In the relatively lush “Paying,” as with many of the songs nominally set in the bar, she tells -- or at least thinks of telling -- a swaggering swain that his drinks won’t be on the house anymore. But, uh, we’re not really talking about drinks, are we?

Producer Kelley Stoltz, who in his own albums deals in this kind of multi-hued melancholy, helps Nelson craft settings that enhance the scenes, like finely used lighting on a bare-bones theater stage. Nothing fancy, nothing excessive, but a rich variety of rock/Americana tones with little touches that make the tales pop -- the almost harp or harpsichord-like plucked lines at the beginning of “Impossible Love,” for example, giving way to a jaunty tune. “Snake Shake” is as bare-bones as it gets, the music as spare as the words, just three brittle lines of Nelson saying she’d rather be a snake in the desert than to “keep living like this.”
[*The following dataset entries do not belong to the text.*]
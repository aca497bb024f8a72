use std::marker::PhantomData;

use log::*;
use rand::Rng;
use serde::de::DeserializeOwned;
use serde::{Deserialize, Serialize};
use thiserror::Error;

use super::free_range::{ClaimResult, FreeRangeClaimer, FreeSpace, PageSizeRequest};
use super::mapper::{MapError, MapRequest, PhysicalToVirtualMapper};
use super::page::{Page, PageRequest, PageTable};
use super::page_size::PageSize;
use super::page_table::{PageTableManager, PageTableResourceConstraint};
use crate::arch::{Arch, RangeKind, VmLayout};
use crate::choice::ChoicesModerator;
use crate::config::PageTableConfig;
use crate::dispatch::ThreadId;
use crate::error::FatalError;
use crate::interval::{Interval, IntervalSet};
use crate::memory::PhysicalMemoryManager;
use crate::utils::DisplaySize;

/// Identifies the translation regime of an address space.
#[derive(Copy, Clone, Debug, Default, PartialEq, Eq, Hash, Serialize, Deserialize)]
#[serde(bound(serialize = "M: Serialize", deserialize = "M: DeserializeOwned"))]
pub struct VmContext<M> {
    /// The translation mode.
    pub mode: M,

    /// The address-space identifier.
    pub asid: u16,
}

impl<M: PartialEq> VmContext<M> {
    /// Returns true if address spaces in both contexts may share root tables.
    pub fn is_compatible(&self, other: &VmContext<M>) -> bool {
        self.mode == other.mode && self.asid == other.asid
    }
}

/// Error returned when a page cannot be committed.
#[derive(Error, Debug, Clone, PartialEq, Eq)]
pub enum CommitError {
    /// The virtual or physical address is not aligned to the page size.
    #[error("Page of 0x{size:x} bytes at 0x{va:x} -> 0x{pa:x} is misaligned")]
    Misaligned {
        /// The virtual address.
        va: u64,

        /// The physical address.
        pa: u64,

        /// The page size.
        size: u64,
    },

    /// The virtual range is outside the canonical range, already mapped or excluded.
    #[error("Virtual range {} is not free", .0)]
    VirtualUnavailable(Interval),

    /// The physical range is already mapped, holds page tables or is not addressable.
    #[error("Physical range {} is not available", .0)]
    PhysicalUnavailable(Interval),

    /// The page tables for the page could not be allocated.
    #[error("{}", .0)]
    Fatal(#[from] FatalError),
}

/// A virtual address space: its mappings, its free memory and its page tables.
///
/// Address spaces are owned by a single generator thread and are not synchronized.
#[derive(Clone, Debug)]
pub struct VmAddressSpace<A: Arch> {
    context: VmContext<A::Mode>,
    layout: VmLayout,
    thread: ThreadId,
    physical_mappings: IntervalSet,
    virtual_mappings: IntervalSet,
    pages: Vec<Page>,
    page_tables: PageTableManager,
    _phantom: PhantomData<A>,
}

impl<A: Arch> VmAddressSpace<A> {
    /// Creates an address space for `context`, owned by `thread`.
    /// The root page tables are allocated immediately.
    pub fn new(
        context: VmContext<A::Mode>, thread: ThreadId, config: &PageTableConfig, memory: &mut PhysicalMemoryManager,
        rng: &mut impl Rng,
    ) -> Result<Self, FatalError> {
        let layout = A::layout(context.mode);
        let resource = PageTableResourceConstraint::new(config.bank, config.tables_per_block);
        let page_tables = PageTableManager::new(resource, config.region.clone(), &layout, memory, rng)?;

        info!(
            "Created {} address space {:?} (asid {}) for thread {}",
            A::NAME,
            context.mode,
            context.asid,
            thread
        );

        Ok(VmAddressSpace {
            context,
            layout,
            thread,
            physical_mappings: IntervalSet::new(),
            virtual_mappings: IntervalSet::new(),
            pages: Vec::new(),
            page_tables,
            _phantom: PhantomData,
        })
    }

    /// The translation regime.
    pub fn context(&self) -> &VmContext<A::Mode> {
        &self.context
    }

    /// The layout of the virtual address space.
    pub fn layout(&self) -> &VmLayout {
        &self.layout
    }

    /// The thread that owns this address space.
    pub fn thread(&self) -> ThreadId {
        self.thread
    }

    /// Returns true if this address space may share root tables with `other`.
    pub fn can_alias_root(&self, other: &VmAddressSpace<A>) -> bool {
        self.context.is_compatible(&other.context)
    }

    /// All mapped physical addresses.
    pub fn physical_mappings(&self) -> &IntervalSet {
        &self.physical_mappings
    }

    /// All mapped virtual addresses.
    pub fn virtual_mappings(&self) -> &IntervalSet {
        &self.virtual_mappings
    }

    /// The virtual addresses in the canonical range `kind` that can still be mapped.
    pub fn free_virtual(&self, kind: RangeKind) -> IntervalSet {
        match self.layout.range(kind) {
            Some(range) => {
                let mut free = IntervalSet::from(range.range);
                free.subtract_set(&self.virtual_mappings);
                free.subtract_set(&A::excluded_virtual(&self.layout, kind));
                free
            },
            None => IntervalSet::new(),
        }
    }

    /// The free virtual memory of every canonical range.
    pub fn free_spaces(&self) -> impl Iterator<Item = FreeSpace> + '_ {
        self.layout.ranges.iter().map(|range| FreeSpace {
            kind: range.kind,
            granule: range.granule,
            usable: self.free_virtual(range.kind),
        })
    }

    /// Finds free virtual ranges inside `region` for the pages in `requested`.
    /// Nothing is reserved: the caller commits the pages it ends up using.
    pub fn claim_free_ranges(
        &self, region: &IntervalSet, requested: &[PageSizeRequest], choices: &ChoicesModerator, rng: &mut impl Rng,
    ) -> Result<Option<ClaimResult>, FatalError> {
        let claimer = FreeRangeClaimer::new(self.free_spaces(), choices)?;
        Ok(claimer.claim(region, requested, rng))
    }

    /// Maps the physical memory described by `request`, or returns an existing page that maps it.
    pub fn map_physical_to_virtual(
        &mut self, mapper: &PhysicalToVirtualMapper, request: &MapRequest, memory: &mut PhysicalMemoryManager,
        rng: &mut impl Rng,
    ) -> Result<Page, MapError> {
        mapper.map(self, request, memory, rng)
    }

    /// Allocates `size` bytes of page-table memory outside `exclude`.
    pub fn allocate_page_table_block(
        &mut self, align: u64, size: u64, exclude: Option<&IntervalSet>, memory: &mut PhysicalMemoryManager,
        rng: &mut impl Rng,
    ) -> Result<u64, FatalError> {
        self.page_tables
            .resource_mut()
            .allocate_page_table(align, size, exclude, memory, rng)
    }

    /// Maps `[va, va + size)` to `[pa, pa + size)` in the canonical range `kind`.
    ///
    /// The virtual range must be free, and the physical range must neither be mapped already nor hold page tables.
    /// Missing intermediate page tables are allocated.
    #[allow(clippy::too_many_arguments)]
    pub fn commit_page(
        &mut self, kind: RangeKind, va: u64, pa: u64, size: PageSize, bank: usize, request: &PageRequest,
        memory: &mut PhysicalMemoryManager, rng: &mut impl Rng,
    ) -> Result<Page, CommitError> {
        if va % size.size != 0 || pa % size.size != 0 {
            return Err(CommitError::Misaligned {
                va,
                pa,
                size: size.size,
            });
        }

        let range = *self
            .layout
            .range(kind)
            .ok_or(CommitError::VirtualUnavailable(Interval::from_start_size(va, size.size)))?;
        let virtual_range = Interval::from_start_size(va, size.size);
        if !self.free_virtual(kind).contains_interval(&virtual_range) {
            return Err(CommitError::VirtualUnavailable(virtual_range));
        }

        let physical_range = Interval::from_start_size(pa, size.size);
        let holds_page_tables =
            (0..memory.num_banks()).any(|bank| memory.bank(bank).page_table_blocks().intersects_interval(&physical_range));
        if physical_range.hi() > self.layout.max_physical_address
            || self.physical_mappings.intersects_interval(&physical_range)
            || holds_page_tables
        {
            return Err(CommitError::PhysicalUnavailable(physical_range));
        }

        let mut exclude = self.physical_mappings.clone();
        exclude.add_interval(physical_range);
        self.page_tables
            .ensure_tables(&range, va, size.level, &exclude, memory, rng)?;

        let page = Page {
            va,
            pa,
            size: size.size,
            bank,
            level: size.level,
            range: kind,
            granule: size.granule.to_owned(),
            is_instr: request.is_instr(),
            attributes: A::pte_attributes(request, rng),
        };

        debug!("Committed {page}");
        self.virtual_mappings.add_interval(virtual_range);
        self.physical_mappings.add_interval(physical_range);
        memory.mark_mapped(physical_range);
        self.pages.push(page.clone());

        Ok(page)
    }

    /// Returns the page that maps the physical address `pa`.
    pub fn lookup_physical(&self, pa: u64) -> Option<&Page> {
        self.pages.iter().find(|page| page.physical_range().contains(pa))
    }

    /// Translates the virtual address `va`.
    pub fn translate(&self, va: u64) -> Option<u64> {
        self.pages.iter().find_map(|page| page.translate(va))
    }

    /// All committed pages, in the order in which they were committed.
    pub fn pages(&self) -> &[Page] {
        &self.pages
    }

    /// All page tables, roots first.
    pub fn page_tables(&self) -> Vec<PageTable> {
        self.page_tables.tables()
    }

    /// The page-table bookkeeping of this address space.
    pub fn page_table_manager(&self) -> &PageTableManager {
        &self.page_tables
    }

    /// Logs a summary of the address space.
    pub fn log_summary(&self) {
        info!(
            "{} pages ({} mapped), {} page tables ({} reserved)",
            self.pages.len(),
            DisplaySize(self.virtual_mappings.size()),
            self.page_tables.tables().len(),
            DisplaySize(self.page_tables.resource().allocated().size() + self.page_tables.resource().usable().size())
        );
    }
}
Cheerful, huh? But for all that, “Fast-Moving Clouds” is full of life, the work of an artist as engaged, and engaging, as her often-delightful tunes. It even ends on a note of optimism. Well, in context.

With the final song, sounding somewhere between Morrissey and the Go-Go's, she affirms that for whatever else might be going on, “We’re Not Dead.” And that’s a good place to start whatever comes next -- no maybes about it.